Since the vaporization wall 25 is gradually larger in diameter from the bottom diameter to the top diameter of the vaporization chamber 11 so that it becomes wider as it goes upward, the fuel molecules are moved along the sloped vaporization wall surface by the air flow. It is biased upward and helps in effectively forming the diffusion layer.

The concave curved surface R of the inner bottom periphery of the vaporization chamber 11 also has the effect of spreading the fuel particles thinly and facilitating vaporization, as described above.
Fuel is prevented from accumulating and solidifying on the inner bottom periphery.

On the other hand, the mixture flowing from the gap 104 through the aperture port 24 and above the aperture plate 20 is turned into a swirling flow by the blades 91, which further promotes mixing and stabilizes combustion at the flame port F.

One embodiment of this invention has been described in detail above, and this invention particularly has a hakama part 28 protruding from the lower part of the burner housing 12, and a heating element device 29 is contained in this hakama part, so that heat dissipation is suppressed. The holding plate 41 is press-fitted into the skirt part 28 to completely close the heating element device 29, and at the same time is brought into pressure contact with the outer bottom of the burner casing 12, so that heat is effectively transferred to the burner casing, in other words, to the vaporization chamber 11. The gas is transmitted and the fuel is effectively gasified.

In addition, since the mounting screw 37 is screwed into the retaining plate 41 and the heat-sensitive thermistor 38 is fitted to this mounting screw, the position can be easily regulated and mounted, and the heat-sensitive thermistor 38
is pressed against the retaining plate 41 by the compression spring 40, so that the heat-sensitive thermistor 38 is securely mounted.Moreover, the compression spring presses the retaining plate 41 more toward the heating element 29, improving heat transfer and preventing rattling. will be further resolved.

The heat-sensitive thermistor 38 is also always in close contact with the holding plate 41 in a fixed position to ensure heat-sensitive operation, thereby stabilizing the performance of each part and providing a burner with improved combustion effects.
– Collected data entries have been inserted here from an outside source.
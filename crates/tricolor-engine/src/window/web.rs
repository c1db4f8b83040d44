use winit::application::ApplicationHandler;
use winit::event::WindowEvent;
use winit::event_loop::{ActiveEventLoop, EventLoop};
use winit::platform::web::EventLoopExtWebSys;
use winit::window::WindowId;

use crate::core::{Lifecycle, LifecycleState};
use crate::device::WebDevice;

use super::RuntimeConfig;

/// Hands the loop to the browser and returns immediately.
///
/// Frames are drawn from animation-frame callbacks. The page may be torn
/// down at any time, so cleanup is never run on this target.
pub(super) fn spawn(event_loop: EventLoop<()>, config: RuntimeConfig) {
    event_loop.spawn_app(WebApp::new(config));
}

struct WebApp {
    config: RuntimeConfig,
    device: Option<WebDevice>,
    lifecycle: Lifecycle<glow::Context>,
}

impl WebApp {
    fn new(config: RuntimeConfig) -> Self {
        Self {
            config,
            device: None,
            lifecycle: Lifecycle::new(),
        }
    }
}

impl ApplicationHandler for WebApp {
    fn resumed(&mut self, event_loop: &ActiveEventLoop) {
        if self.device.is_some() || self.lifecycle.state() != LifecycleState::Uninitialized {
            return;
        }

        let device = match WebDevice::new(event_loop, self.config.window_attributes()) {
            Ok(d) => d,
            Err(e) => {
                log::error!("{e:#}");
                event_loop.exit();
                return;
            }
        };

        if let Err(e) = self.lifecycle.start(device.gl()) {
            log::error!("renderer setup failed: {e:#}");
            event_loop.exit();
            return;
        }

        device.window().request_redraw();
        self.device = Some(device);
    }

    fn window_event(
        &mut self,
        _event_loop: &ActiveEventLoop,
        _window_id: WindowId,
        event: WindowEvent,
    ) {
        let Some(device) = &self.device else { return };

        match event {
            WindowEvent::RedrawRequested => {
                if let Err(e) = self.lifecycle.frame(device.gl(), device) {
                    log::error!("frame failed: {e:#}");
                }
                // Keeps one frame queued per animation frame.
                device.window().request_redraw();
            }

            WindowEvent::Resized(size) => {
                log::debug!("ignoring resize to {}x{}", size.width, size.height);
            }

            _ => {}
        }
    }
}
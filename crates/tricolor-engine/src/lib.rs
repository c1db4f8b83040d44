//! Tricolor engine crate.
//!
//! Owns the platform + GL runtime pieces for drawing one colored triangle on
//! native desktops (glutin) and in the browser (WebGL2).

pub mod core;
pub mod device;
pub mod geometry;
pub mod logging;
pub mod render;
pub mod shader;
pub mod window;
[Brief explanation of the drawing]

FIG. 1 is a partially sectional front view of a stove equipped with a burner according to this invention, FIG. 2 is an enlarged sectional view of the burner portion, and FIG. 3 is an exploded perspective view of the burner head. 3 is the burner body, 7 is the heat shielding case, 11 is the vaporization chamber, 12 is the burner case, 13 is the burner head, F is the flame mouth, 28 is the hakama part,
21 is a heating element device, 25 is a vaporization wall, 37 is an attachment unit,
38 is a heat sensitive thermistor, 40 is a compression spring, and 41 is a holding plate 5

Claims (1)

[Scope of utility model registration request] A burner housing having a vaporizing chamber heated by a heating element device disposed on the outer bottom, and a heat shielding housing housing and fixing the burner housing are provided, and liquid fuel is injected together with air into the vaporizing chamber to mix gas and liquid. After vaporization, the burner is burned at a flame port formed above the vaporization chamber, in which a cylindrical hakama part containing a heating element device is provided protruding from the bottom of the burner housing, and the heating element device is housed within this hakama part. A holding plate is press-fitted from the outside so that this heating element device is brought into pressure contact with the bottom surface of the burner housing, and a heat-sensitive thermistor that indirectly senses a predetermined temperature in the vaporization chamber and controls a predetermined circuit is bonded to the outer surface of this holding plate. , and the threaded end of the mounting screw inserted through the heat-sensitive thermistor from the outside of the bottom of the heat-insulating case is screwed into the holding plate, and the heat-sensitive thermistor is inserted between the heat-sensitive thermistor and the bottom of the heat-insulating case on the holding plate side. A liquid fuel vaporizing burner that is equipped with a compression spring that presses the liquid fuel.